It claims to have DNS lookup issue, but the weird thing is, I can ping to that server 10.150.160.145 (i.e. server A) from B, and I can even go to 10.150.160.145:9200 directly on the browser in B, and even get the "You Know, for Search" result!

So why is it that metricbeat on this specific server is claiming its a DNS issue? I'm quite at loss here and could use any tips.
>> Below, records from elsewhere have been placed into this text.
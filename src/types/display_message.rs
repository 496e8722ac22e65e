use std::fmt;

use serde::{Deserialize, Serialize};

/// Who authored a line of the transcript.
#[derive(Debug, Copy, Clone, PartialEq, Eq, Hash, Serialize, Deserialize)]
pub enum Sender {
    /// The person asking questions.
    User,

    /// The tutoring model.
    Bot,
}

impl Sender {
    /// The label shown in front of the message in the transcript.
    pub fn label(&self) -> &'static str {
        match self {
            Sender::User => "You",
            Sender::Bot => "Chatbot",
        }
    }
}

impl fmt::Display for Sender {
    fn fmt(&self, f: &mut fmt::Formatter<'_>) -> fmt::Result {
        f.write_str(self.label())
    }
}

/// One entry of the UI-facing transcript.
///
/// Display messages are append-only; once pushed onto a session they are
/// never edited.
#[derive(Debug, Clone, PartialEq, Eq, Serialize, Deserialize)]
pub struct DisplayMessage {
    /// The author of the message.
    pub sender: Sender,

    /// The message text exactly as submitted or received.
    pub text: String,
}

impl DisplayMessage {
    /// Create a new `DisplayMessage`.
    pub fn new(sender: Sender, text: impl Into<String>) -> Self {
        Self {
            sender,
            text: text.into(),
        }
    }

    /// Create a message authored by the user.
    pub fn user(text: impl Into<String>) -> Self {
        Self::new(Sender::User, text)
    }

    /// Create a message authored by the bot.
    pub fn bot(text: impl Into<String>) -> Self {
        Self::new(Sender::Bot, text)
    }
}
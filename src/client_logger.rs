//! Logging trait for model client operations.
//!
//! This module provides the [`ClientLogger`] trait that allows users to capture
//! every request and response passing through the [`Gemini`](crate::Gemini)
//! client, and [`TracingLogger`], which forwards them to `tracing`.

use crate::{Error, GenerateContentRequest, GenerateContentResponse, Model};

/// A trait for logging model client operations.
///
/// Implement this trait to record API interactions.  All methods are called
/// on the request path, so implementations should not block.
pub trait ClientLogger: Send + Sync {
    /// Log a request just before it is sent.
    fn log_request(&self, model: &Model, request: &GenerateContentRequest);

    /// Log a successfully decoded response.
    fn log_response(&self, model: &Model, response: &GenerateContentResponse);

    /// Log a failed request.
    fn log_error(&self, model: &Model, error: &Error);
}

/// Forwards client operations to `tracing` at debug level.
///
/// Message text is never logged, only its shape.
#[derive(Debug, Default, Clone, Copy)]
pub struct TracingLogger;

impl ClientLogger for TracingLogger {
    fn log_request(&self, model: &Model, request: &GenerateContentRequest) {
        tracing::debug!(
            model = %model,
            turns = request.contents.len(),
            has_system_instruction = request.system_instruction.is_some(),
            "sending generateContent request"
        );
    }

    fn log_response(&self, model: &Model, response: &GenerateContentResponse) {
        let usage = response.usage_metadata.unwrap_or_default();
        tracing::debug!(
            model = %model,
            candidates = response.candidates.len(),
            prompt_tokens = usage.prompt_token_count,
            reply_tokens = usage.candidates_token_count,
            "received generateContent response"
        );
    }

    fn log_error(&self, model: &Model, error: &Error) {
        tracing::warn!(
            model = %model,
            status = ?error.status_code(),
            retryable = error.is_retryable(),
            "generateContent failed: {error}"
        );
    }
}
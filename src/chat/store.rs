//! Per-session chat state.
//!
//! A [`SessionStore`] owns one [`Session`]: the display log, the
//! model-facing history, and the pending input buffer.  The three are
//! created together, cleared together, and never shared between sessions.

use std::collections::HashMap;
use std::fmt;
use std::sync::{Arc, Mutex, MutexGuard, PoisonError};

use time::OffsetDateTime;

use crate::types::{DisplayMessage, ModelHistoryEntry};

/// Caller-supplied identity of a session, e.g. a connection id.
#[derive(Debug, Clone, PartialEq, Eq, Hash, PartialOrd, Ord)]
pub struct SessionId(String);

impl SessionId {
    /// Create a new `SessionId`.
    pub fn new(id: impl Into<String>) -> Self {
        Self(id.into())
    }

    /// The id as a string.
    pub fn as_str(&self) -> &str {
        &self.0
    }
}

impl fmt::Display for SessionId {
    fn fmt(&self, f: &mut fmt::Formatter<'_>) -> fmt::Result {
        f.write_str(&self.0)
    }
}

impl From<&str> for SessionId {
    fn from(id: &str) -> Self {
        Self::new(id)
    }
}

impl From<String> for SessionId {
    fn from(id: String) -> Self {
        Self(id)
    }
}

/// The mutable state of one conversation.
#[derive(Debug, Clone)]
pub(crate) struct Session {
    pub(crate) display: Vec<DisplayMessage>,
    pub(crate) history: Vec<ModelHistoryEntry>,
    pub(crate) pending: String,
    pub(crate) created_at: OffsetDateTime,
    // Bumped on every clear so in-flight turns can tell their session was reset.
    pub(crate) epoch: u64,
}

impl Session {
    fn new(epoch: u64) -> Self {
        Self {
            display: Vec::new(),
            history: Vec::new(),
            pending: String::new(),
            created_at: OffsetDateTime::now_utc(),
            epoch,
        }
    }
}

/// A point-in-time copy of a session, for rendering.
#[derive(Debug, Clone, PartialEq, Eq)]
pub struct SessionSnapshot {
    /// The UI-facing transcript.
    pub display: Vec<DisplayMessage>,
    /// The model-facing history.
    pub history: Vec<ModelHistoryEntry>,
    /// The text currently in the input box.
    pub pending: String,
    /// When the session was created or last cleared.
    pub created_at: OffsetDateTime,
}

/// Owner of one session's state.
///
/// Every mutation happens under one lock, so readers never observe a
/// half-applied append or reset.  A separate turn lock admits at most one
/// round trip at a time.
pub struct SessionStore {
    id: SessionId,
    state: Mutex<Option<Session>>,
    turn: tokio::sync::Mutex<()>,
}

impl SessionStore {
    /// Creates a store with no session yet; call [`SessionStore::init`].
    pub fn new(id: impl Into<SessionId>) -> Self {
        Self {
            id: id.into(),
            state: Mutex::new(None),
            turn: tokio::sync::Mutex::new(()),
        }
    }

    /// The identity this store was created for.
    pub fn id(&self) -> &SessionId {
        &self.id
    }

    /// Creates the session if it does not exist yet.
    ///
    /// Returns true when a session was created.  Calling it again is a no-op,
    /// so a re-render can call it unconditionally.
    pub fn init(&self) -> bool {
        let mut state = self.lock();
        if state.is_some() {
            return false;
        }
        *state = Some(Session::new(0));
        true
    }

    /// Returns true once [`SessionStore::init`] has run.
    pub fn is_initialized(&self) -> bool {
        self.lock().is_some()
    }

    /// Resets the display log, history and pending input to empty.
    pub fn clear(&self) {
        let mut state = self.lock();
        let epoch = state.as_ref().map(|s| s.epoch + 1).unwrap_or(0);
        *state = Some(Session::new(epoch));
    }

    /// The UI-facing transcript.
    pub fn get_display(&self) -> Vec<DisplayMessage> {
        self.lock()
            .as_ref()
            .map(|s| s.display.clone())
            .unwrap_or_default()
    }

    /// The model-facing history.
    pub fn get_history(&self) -> Vec<ModelHistoryEntry> {
        self.lock()
            .as_ref()
            .map(|s| s.history.clone())
            .unwrap_or_default()
    }

    /// The not yet submitted input text.
    pub fn get_pending(&self) -> String {
        self.lock()
            .as_ref()
            .map(|s| s.pending.clone())
            .unwrap_or_default()
    }

    /// Replaces the pending input text, creating the session if needed.
    pub fn set_pending(&self, text: impl Into<String>) {
        let text = text.into();
        self.with_session(|session| session.pending = text);
    }

    /// A consistent copy of all three containers.
    pub fn snapshot(&self) -> SessionSnapshot {
        let state = self.lock();
        match state.as_ref() {
            Some(session) => SessionSnapshot {
                display: session.display.clone(),
                history: session.history.clone(),
                pending: session.pending.clone(),
                created_at: session.created_at,
            },
            None => SessionSnapshot {
                display: Vec::new(),
                history: Vec::new(),
                pending: String::new(),
                created_at: OffsetDateTime::now_utc(),
            },
        }
    }

    /// Runs `f` on the session under the state lock, creating it if needed.
    pub(crate) fn with_session<R>(&self, f: impl FnOnce(&mut Session) -> R) -> R {
        let mut state = self.lock();
        let session = state.get_or_insert_with(|| Session::new(0));
        f(session)
    }

    /// Claims the turn lock, or returns None while another turn is running.
    pub(crate) fn try_begin_turn(&self) -> Option<tokio::sync::MutexGuard<'_, ()>> {
        self.turn.try_lock().ok()
    }

    fn lock(&self) -> MutexGuard<'_, Option<Session>> {
        self.state.lock().unwrap_or_else(PoisonError::into_inner)
    }
}

impl fmt::Debug for SessionStore {
    fn fmt(&self, f: &mut fmt::Formatter<'_>) -> fmt::Result {
        f.debug_struct("SessionStore")
            .field("id", &self.id)
            .field("initialized", &self.is_initialized())
            .finish()
    }
}

/// Sessions keyed by caller-supplied identity.
#[derive(Debug, Default)]
pub struct SessionRegistry {
    sessions: Mutex<HashMap<SessionId, Arc<SessionStore>>>,
}

impl SessionRegistry {
    /// Creates an empty registry.
    pub fn new() -> Self {
        Self::default()
    }

    /// Returns the store for `id`, creating and initialising it on first use.
    pub fn get_or_init(&self, id: impl Into<SessionId>) -> Arc<SessionStore> {
        let id = id.into();
        let mut sessions = self.lock();
        let store = sessions
            .entry(id.clone())
            .or_insert_with(|| Arc::new(SessionStore::new(id)))
            .clone();
        store.init();
        store
    }

    /// Returns the store for `id` if it exists.
    pub fn get(&self, id: &SessionId) -> Option<Arc<SessionStore>> {
        self.lock().get(id).cloned()
    }

    /// Tears down the session for `id`.  Returns true if it existed.
    pub fn end(&self, id: &SessionId) -> bool {
        self.lock().remove(id).is_some()
    }

    /// Returns true if a session exists for `id`.
    pub fn contains(&self, id: &SessionId) -> bool {
        self.lock().contains_key(id)
    }

    /// Number of live sessions.
    pub fn len(&self) -> usize {
        self.lock().len()
    }

    /// Returns true when no session is live.
    pub fn is_empty(&self) -> bool {
        self.lock().is_empty()
    }

    fn lock(&self) -> MutexGuard<'_, HashMap<SessionId, Arc<SessionStore>>> {
        self.sessions.lock().unwrap_or_else(PoisonError::into_inner)
    }
}

#[cfg(test)]
mod tests {
    use super::*;

    fn populated() -> SessionStore {
        let store = SessionStore::new("test");
        store.init();
        store.with_session(|s| {
            s.display.push(DisplayMessage::user("hi"));
            s.history.push(ModelHistoryEntry::user("hi"));
            s.pending = "draft".to_string();
        });
        store
    }

    #[test]
    fn new_store_is_empty() {
        let store = SessionStore::new("fresh");
        assert!(!store.is_initialized());
        assert!(store.get_display().is_empty());
        assert!(store.get_history().is_empty());
        assert_eq!(store.get_pending(), "");
    }

    #[test]
    fn init_is_idempotent() {
        let store = populated();
        assert!(!store.init());
        assert!(!store.init());
        assert_eq!(store.get_display(), vec![DisplayMessage::user("hi")]);
        assert_eq!(store.get_history(), vec![ModelHistoryEntry::user("hi")]);
        assert_eq!(store.get_pending(), "draft");
    }

    #[test]
    fn clear_resets_everything() {
        let store = populated();
        let epoch = store.with_session(|s| s.epoch);
        store.clear();
        let snapshot = store.snapshot();
        assert!(snapshot.display.is_empty());
        assert!(snapshot.history.is_empty());
        assert_eq!(snapshot.pending, "");
        assert_eq!(store.with_session(|s| s.epoch), epoch + 1);
    }

    #[test]
    fn clear_before_init_creates_empty_session() {
        let store = SessionStore::new("early");
        store.clear();
        assert!(store.is_initialized());
        assert!(store.get_display().is_empty());
    }

    #[test]
    fn set_pending_roundtrip() {
        let store = SessionStore::new("typing");
        store.set_pending("What does motor.run do?");
        assert_eq!(store.get_pending(), "What does motor.run do?");
    }

    #[test]
    fn turn_lock_is_exclusive() {
        let store = SessionStore::new("turns");
        let first = store.try_begin_turn();
        assert!(first.is_some());
        assert!(store.try_begin_turn().is_none());
        drop(first);
        assert!(store.try_begin_turn().is_some());
    }

    #[test]
    fn registry_sessions_are_independent() {
        let registry = SessionRegistry::new();
        let a = registry.get_or_init("a");
        let b = registry.get_or_init("b");
        a.set_pending("only in a");
        assert_eq!(b.get_pending(), "");
        assert_eq!(registry.len(), 2);

        let again = registry.get_or_init("a");
        assert!(Arc::ptr_eq(&a, &again));
        assert_eq!(again.get_pending(), "only in a");

        assert!(registry.end(&SessionId::from("a")));
        assert!(!registry.contains(&SessionId::from("a")));
        assert!(!registry.end(&SessionId::from("a")));
        assert_eq!(registry.len(), 1);
        assert!(registry.get(&SessionId::from("b")).is_some());
    }
}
Now, I admit that I am making an assumption that the other 9 servers have the same configuration, so maybe I'm wrong. However, if that's the case, where do I look for configuration to compare? These machines are using WIndows Server 2008 and 2012. I checked the DNS they are using and they seem very similar, so I don't think that's a problem (and I can connect to 10.150.160.145:9200 directly on my browser on machine B after all)


(Andrew Cholakian) #2

Can you share your exact config? The messages to me look like it's trying to look up a host named http. A likely culprit here would be that somehow the whole URL isn't being configured and just the http prefix is being used.


(David) #3

Hi Andrew, I'm assuming you are talking about metricbeat.yml. In that case:

###################### Metricbeat Configuration Example #######################

# This file is an example configuration file highlighting only the most common
# options. The metricbeat.reference.yml file from the same directory contains all the
# supported options with more comments. You can use it as a reference.
#
# You can find the full configuration reference here:
# https://www.elastic.co/guide/en/beats/metricbeat/index.html

#==========================  Modules configuration ============================

metricbeat.config.modules:
  # Glob pattern for configuration loading
  path: ${path.config}/modules.d/*.yml

  # Set to true to enable config reloading
  reload.enabled: true

  # Period on which files under path should be checked for changes
  reload.period: 10s

#==================== Elasticsearch template setting ==========================

setup.template.settings:
  index.number_of_shards: 1
  index.codec: best_compression
  #_source.enabled: false

#================================ General =====================================

# The name of the shipper that publishes the network data. It can be used to group
# all the transactions sent by a single shipper in the web interface.
#name:

# The tags of the shipper are included in their own field with each
# transaction published.
#tags: ["service-X", "web-tier"]

# Optional fields that you can specify to add additional information to the
# output.
#fields:
#  env: staging


#============================== Dashboards =====================================
# These settings control loading the sample dashboards to the Kibana index. Loading
# the dashboards is disabled by default and can be enabled either by setting the
# options here, or by using the `-setup` CLI flag or the `setup` command.
#setup.dashboards.enabled: false

# The URL from where to download the dashboards archive. By default this URL
# has a value which is computed based on the Beat name and version. For released
# versions, this URL points to the dashboard archive on the artifacts.elastic.co
# website.
#setup.dashboards.url:

#============================== Kibana =====================================

# Starting with Beats version 6.0.0, the dashboards are loaded via the Kibana API.
# This requires a Kibana endpoint configuration.
setup.kibana:

  # Kibana Host
  # Scheme and port can be left out and will be set to the default (http and 5601)
  # In case you specify and additional path, the scheme is required: http://localhost:5601/path
  # IPv6 addresses should always be defined as: https://[2001:db8::1]:5601
  #host: "localhost:5601"

#============================= Elastic Cloud ==================================

# These settings simplify using metricbeat with the Elastic Cloud (https://cloud.elastic.co/).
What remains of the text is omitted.